All of these can be estimated, and then a rate per ton assessed at the level of power plants and other users depending on the total emissions, and the revenue put into a massive Coal Damages Trust.

Monies from the trust can then be disbursed on an ongoing basis, as better and better computer modeling pinpoints more exact costs per ton of coal consumed in various power plants.

Having a more exact true cost of coal, we can then assess it's economic viability, which will depend on the method in which it is used.

We should do this with all power sources, including oil, nuclear, wind, solar and hydro.

The point is to get better pricing -- to have users of a source of energy pay the cost of their energy, instead of having you and I subsidize their energy costs.

Free market, pay your own way, no more subsidies.

Carrie Traud's picture
Carrie Traud - Oct 30, 2009

Glad to see Marketplace looking at this issue.
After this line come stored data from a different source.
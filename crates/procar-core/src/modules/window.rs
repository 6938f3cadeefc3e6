//! Selected-versus-total weight inside an energy window.
//!
//! Windows passed to this module are in absolute energies (eV, same
//! reference as the PROCAR). [`WindowStatistics`] carries both the absolute
//! window and its Fermi-relative counterpart.

use crate::common::AnalysisConfig;
use crate::common::constants::{
    DEFAULT_OTHER_CONTRIBUTOR_LIMIT, DEGENERATE_BAND_TOLERANCE, SPIN_ORBIT_MULTIPLIER,
};
use crate::domain::{EnergyRange, EnergyWindow, Selection, WindowMode};
use crate::modules::band::BandModel;
use crate::modules::fatband::BandContribution;
use crate::numerics::{KahanSum, safe_ratio, stable_sum};
use serde::Serialize;
use std::collections::HashMap;
use tracing::debug;

/// Bands whose `[min, max]` range intersects `window`, in band order.
pub fn bands_in_window(band_ranges: &[EnergyRange], window: &EnergyWindow) -> Vec<usize> {
    band_ranges
        .iter()
        .enumerate()
        .filter(|(_, range)| window.intersects(range))
        .map(|(band, _)| band)
        .collect()
}

/// Share of a band's energy span covered by `window`, in `[0, 1]`. A flat
/// band counts fully when its energy lies inside the window, else not at all.
pub fn overlap_fraction(range: &EnergyRange, window: &EnergyWindow) -> f64 {
    if range.span() < DEGENERATE_BAND_TOLERANCE {
        return if window.contains(range.min) { 1.0 } else { 0.0 };
    }
    let overlap = range.max.min(window.max) - range.min.max(window.min);
    (overlap / range.span()).clamp(0.0, 1.0)
}

#[derive(Debug, Clone, Copy, Default, PartialEq, Serialize)]
#[serde(rename_all = "camelCase")]
pub struct WindowWeights {
    pub selected: f64,
    pub total: f64,
}

/// Band-level estimate: each intersecting band contributes its k-summed
/// weights scaled by [`overlap_fraction`].
pub fn approximate_window_weights(
    model: &BandModel,
    selection: &Selection,
    window: &EnergyWindow,
) -> WindowWeights {
    let band_ranges = model.energy_ranges();
    let selected_weights = model.compute_selected_weights(selection);
    let band_weights = model.band_weights();

    let mut selected = KahanSum::default();
    let mut total = KahanSum::default();
    for band in bands_in_window(&band_ranges, window) {
        let fraction = overlap_fraction(&band_ranges[band], window);
        selected.add(fraction * selected_weights[band]);
        total.add(fraction * band_weights[band]);
    }

    WindowWeights {
        selected: selected.value(),
        total: total.value(),
    }
}

/// Per-k-point accumulation over every (band, k-point) whose energy lies in
/// the closed window. The total covers every ion and orbital.
pub fn exact_window_weights(
    model: &BandModel,
    selection: &Selection,
    window: &EnergyWindow,
) -> WindowWeights {
    let (selected_per_kpoint, totals_per_kpoint) =
        model.compute_per_kpoint_selected_weights(selection);

    let mut selected = KahanSum::default();
    let mut total = KahanSum::default();
    for ((position, energy), selected_weight) in model
        .energies()
        .indexed_iter()
        .zip(selected_per_kpoint.iter())
    {
        if window.contains(*energy) {
            selected.add(*selected_weight);
            total.add(totals_per_kpoint[position]);
        }
    }

    WindowWeights {
        selected: selected.value(),
        total: total.value(),
    }
}

pub fn window_weights(
    model: &BandModel,
    selection: &Selection,
    window: &EnergyWindow,
    mode: WindowMode,
) -> WindowWeights {
    match mode {
        WindowMode::Approximate => approximate_window_weights(model, selection, window),
        WindowMode::Exact => exact_window_weights(model, selection, window),
    }
}

pub fn wannier_function_count(selection: &Selection, spin_orbit: bool) -> usize {
    let multiplier = if spin_orbit { SPIN_ORBIT_MULTIPLIER } else { 1 };
    selection.ions.len() * selection.orbitals.len() * multiplier
}

/// Heaviest (ion, orbital) pairs outside `selection`, summed over `bands`.
/// Pairs with no weight are dropped.
pub fn other_contributors(
    model: &BandModel,
    selection: &Selection,
    bands: &[usize],
    limit: usize,
) -> Vec<BandContribution> {
    let weights = model.weights();
    let mut sums: HashMap<(usize, usize), KahanSum> = HashMap::new();
    for &band in bands {
        for ion in 0..model.ion_count() {
            for (position, orbital) in model.orbitals().iter().enumerate() {
                if selection.contains(ion + 1, orbital) {
                    continue;
                }
                sums.entry((ion, position))
                    .or_default()
                    .add(weights[[band, ion, position]]);
            }
        }
    }

    let mut contributors = sums
        .into_iter()
        .map(|((ion, position), sum)| BandContribution {
            ion: ion + 1,
            orbital: model.orbitals()[position].clone(),
            weight: sum.value(),
        })
        .filter(|contribution| contribution.weight > 0.0)
        .collect::<Vec<_>>();
    // HashMap order is arbitrary; fix the tie order before ranking.
    contributors.sort_by(|lhs, rhs| {
        rhs.weight
            .total_cmp(&lhs.weight)
            .then(lhs.ion.cmp(&rhs.ion))
            .then_with(|| {
                model
                    .orbital_position(&lhs.orbital)
                    .cmp(&model.orbital_position(&rhs.orbital))
            })
    });
    contributors.truncate(limit);
    contributors
}

#[derive(Debug, Clone, Copy, PartialEq)]
pub struct WindowOptions {
    pub mode: WindowMode,
    pub spin_orbit: bool,
    pub other_contributor_limit: usize,
}

impl Default for WindowOptions {
    fn default() -> Self {
        Self {
            mode: WindowMode::default(),
            spin_orbit: false,
            other_contributor_limit: DEFAULT_OTHER_CONTRIBUTOR_LIMIT,
        }
    }
}

impl From<&AnalysisConfig> for WindowOptions {
    fn from(config: &AnalysisConfig) -> Self {
        Self {
            mode: config.window_mode,
            spin_orbit: config.spin_orbit,
            other_contributor_limit: config.other_contributor_limit,
        }
    }
}

#[derive(Debug, Clone, PartialEq, Serialize)]
#[serde(rename_all = "camelCase")]
pub struct WindowStatistics {
    pub mode: WindowMode,
    pub absolute_window: EnergyWindow,
    pub relative_window: EnergyWindow,
    pub fermi_verified: bool,
    pub selected_in_window: f64,
    pub total_in_window: f64,
    /// Selected weight over every band and k-point.
    pub total_selected: f64,
    pub selected_percent: f64,
    pub wannier_functions: usize,
    pub bands_in_window: Vec<usize>,
    pub other_contributors: Vec<BandContribution>,
}

pub fn window_statistics(
    model: &BandModel,
    selection: &Selection,
    absolute_window: &EnergyWindow,
    options: &WindowOptions,
) -> WindowStatistics {
    let fermi = model.fermi();
    let band_ranges = model.energy_ranges();
    let bands = bands_in_window(&band_ranges, absolute_window);

    let weights = window_weights(model, selection, absolute_window, options.mode);
    let total_selected = stable_sum(model.compute_selected_weights(selection).iter().copied());
    let selected_percent = safe_ratio(weights.selected, total_selected) * 100.0;

    let other_contributors = if selection.is_empty() {
        Vec::new()
    } else {
        other_contributors(model, selection, &bands, options.other_contributor_limit)
    };

    debug!(
        mode = %options.mode,
        min = absolute_window.min,
        max = absolute_window.max,
        selected = weights.selected,
        total = weights.total,
        bands = bands.len(),
        "window statistics computed"
    );

    WindowStatistics {
        mode: options.mode,
        absolute_window: *absolute_window,
        relative_window: absolute_window.to_relative(&fermi),
        fermi_verified: fermi.is_verified(),
        selected_in_window: weights.selected,
        total_in_window: weights.total,
        total_selected,
        selected_percent,
        wannier_functions: wannier_function_count(selection, options.spin_orbit),
        bands_in_window: bands,
        other_contributors,
    }
}

#[cfg(test)]
mod tests {
    use super::{
        WindowOptions, approximate_window_weights, bands_in_window, exact_window_weights,
        other_contributors, overlap_fraction, wannier_function_count, window_statistics,
        window_weights,
    };
    use crate::domain::{EnergyRange, EnergyWindow, FermiLevel, Selection, WindowMode};
    use crate::modules::band::BandModel;
    use crate::modules::procar::fixtures::{overlapping_file, two_band_file};

    fn two_band_model() -> BandModel {
        BandModel::from_parsed(two_band_file(), FermiLevel::default())
            .expect("two-band fixture should build a model")
    }

    fn overlapping_model() -> BandModel {
        BandModel::from_parsed(overlapping_file(), FermiLevel::verified(0.25))
            .expect("overlapping fixture should build a model")
    }

    fn close(lhs: f64, rhs: f64) -> bool {
        (lhs - rhs).abs() < 1.0e-9
    }

    #[test]
    fn two_band_scenario_captures_band_one() {
        let model = two_band_model();
        let selection = Selection::new([1], ["s"]);
        let window = EnergyWindow::new(-1.0, 0.0);

        let exact = exact_window_weights(&model, &selection, &window);
        assert!(close(exact.selected, 2.0), "selected = {}", exact.selected);
        assert!(close(exact.total, 2.0), "total = {}", exact.total);

        let approximate = approximate_window_weights(&model, &selection, &window);
        assert!(close(approximate.selected, 2.0));
        assert!(close(approximate.total, 2.0));
    }

    #[test]
    fn bands_in_window_uses_closed_intersection() {
        let ranges = [
            EnergyRange::new(-1.0, -0.8),
            EnergyRange::new(0.5, 0.6),
            EnergyRange::new(0.0, 0.0),
        ];

        assert_eq!(bands_in_window(&ranges, &EnergyWindow::new(-0.8, 0.5)), vec![0, 1, 2]);
        assert_eq!(bands_in_window(&ranges, &EnergyWindow::new(-0.5, -0.1)), Vec::<usize>::new());
        assert_eq!(bands_in_window(&ranges, &EnergyWindow::new(-2.0, 2.0)), vec![0, 1, 2]);
    }

    #[test]
    fn overlap_fraction_is_linear_in_the_covered_span() {
        let range = EnergyRange::new(-1.0, 1.0);

        assert_eq!(overlap_fraction(&range, &EnergyWindow::new(-1.0, 1.0)), 1.0);
        assert_eq!(overlap_fraction(&range, &EnergyWindow::new(-5.0, 5.0)), 1.0);
        assert!(close(overlap_fraction(&range, &EnergyWindow::new(0.0, 3.0)), 0.5));
        assert_eq!(overlap_fraction(&range, &EnergyWindow::new(2.0, 3.0)), 0.0);
    }

    #[test]
    fn flat_band_is_all_or_nothing() {
        let flat = EnergyRange::new(0.3, 0.3);

        assert_eq!(overlap_fraction(&flat, &EnergyWindow::new(0.0, 0.3)), 1.0);
        assert_eq!(overlap_fraction(&flat, &EnergyWindow::new(0.31, 1.0)), 0.0);
        assert!(overlap_fraction(&flat, &EnergyWindow::new(0.3, 0.3)).is_finite());
    }

    #[test]
    fn full_span_window_returns_full_band_weight() {
        let model = overlapping_model();
        // only band 2 carries ion 1 p character
        let selection = Selection::new([1], ["p"]);
        let band_two = model.energy_ranges()[1];
        let window = EnergyWindow::new(band_two.min, band_two.max);

        assert_eq!(overlap_fraction(&band_two, &window), 1.0);
        let approximate = approximate_window_weights(&model, &selection, &window);
        let full = model.compute_selected_weights(&selection)[1];
        assert!(close(approximate.selected, full));
        assert!(close(full, 1.5));
    }

    #[test]
    fn exact_selected_weight_grows_with_the_window() {
        let model = overlapping_model();
        let selection = Selection::new([1, 2], ["p", "d"]);

        let mut previous = 0.0;
        for step in 0..=12 {
            let half_width = 0.5 * step as f64;
            let window = EnergyWindow::around(0.0, half_width);
            let weights = exact_window_weights(&model, &selection, &window);
            assert!(
                weights.selected + 1.0e-12 >= previous,
                "half width {half_width}: {} < {previous}",
                weights.selected
            );
            assert!(weights.selected <= weights.total + 1.0e-12);
            previous = weights.selected;
        }
    }

    #[test]
    fn exact_mode_counts_only_kpoints_inside_the_window() {
        let model = overlapping_model();
        let selection = Selection::new([2], ["p"]);
        let window = EnergyWindow::new(-1.5, 0.5);

        let weights = window_weights(&model, &selection, &window, WindowMode::Exact);
        assert!(close(weights.selected, 1.3));
        assert!(close(weights.total, 3.9));
    }

    #[test]
    fn empty_selection_yields_zero_without_error() {
        let model = overlapping_model();
        let selection = Selection::new([1, 2], Vec::<String>::new());
        let window = EnergyWindow::new(-10.0, 10.0);

        for mode in [WindowMode::Exact, WindowMode::Approximate] {
            let weights = window_weights(&model, &selection, &window, mode);
            assert_eq!(weights.selected, 0.0);
            assert!(weights.total > 0.0);
        }

        let statistics = window_statistics(&model, &selection, &window, &WindowOptions::default());
        assert_eq!(statistics.selected_percent, 0.0);
        assert_eq!(statistics.wannier_functions, 0);
        assert!(statistics.other_contributors.is_empty());
    }

    #[test]
    fn other_contributors_rank_unselected_pairs_in_window() {
        let model = overlapping_model();
        let selection = Selection::new([1], ["s"]);
        let bands = bands_in_window(&model.energy_ranges(), &EnergyWindow::new(-1.5, 1.0));
        assert_eq!(bands, vec![1, 2]);

        let contributors = other_contributors(&model, &selection, &bands, 5);
        let labels = contributors
            .iter()
            .map(|contributor| contributor.label())
            .collect::<Vec<_>>();
        assert_eq!(labels, vec!["I2:p", "I1:p", "I2:d", "I1:d"]);
        assert!(close(contributors[0].weight, 1.8));

        let limited = other_contributors(&model, &selection, &bands, 2);
        assert_eq!(limited.len(), 2);
    }

    #[test]
    fn statistics_report_percentage_and_wannier_count() {
        let model = overlapping_model();
        let selection = Selection::new([2], ["p"]);
        let window = EnergyWindow::new(-1.5, 0.5);
        let options = WindowOptions {
            spin_orbit: true,
            ..WindowOptions::default()
        };

        let statistics = window_statistics(&model, &selection, &window, &options);
        assert!(close(statistics.total_selected, 1.8));
        assert!(close(statistics.selected_percent, 1.3 / 1.8 * 100.0));
        assert_eq!(statistics.wannier_functions, 2);
        assert_eq!(statistics.bands_in_window, vec![1, 2]);
        assert!(close(statistics.relative_window.min, -1.75));
        assert!(close(statistics.relative_window.max, 0.25));
        assert!(statistics.fermi_verified);
        assert_eq!(statistics.other_contributors[0].label(), "I1:p");
    }

    #[test]
    fn wannier_count_is_multiplicative() {
        let selection = Selection::new([1, 2, 3], ["px", "py"]);
        assert_eq!(wannier_function_count(&selection, false), 6);
        assert_eq!(wannier_function_count(&selection, true), 12);
    }
}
As others have mentioned, the externalities of coal are far beyond just carbon emissions. And carbon capture won't magically make coal clean, as long as we're blowing up mountains and creating lakes of coal ash waste and slurry.

As much as I hate Don Blankenship, I always like to see him get press coverage, because the more people realize what an ignorant blowhard he is the better. He and his ilk are dooming Appalachia to a dismal future as they actively campaign to keep green jobs out.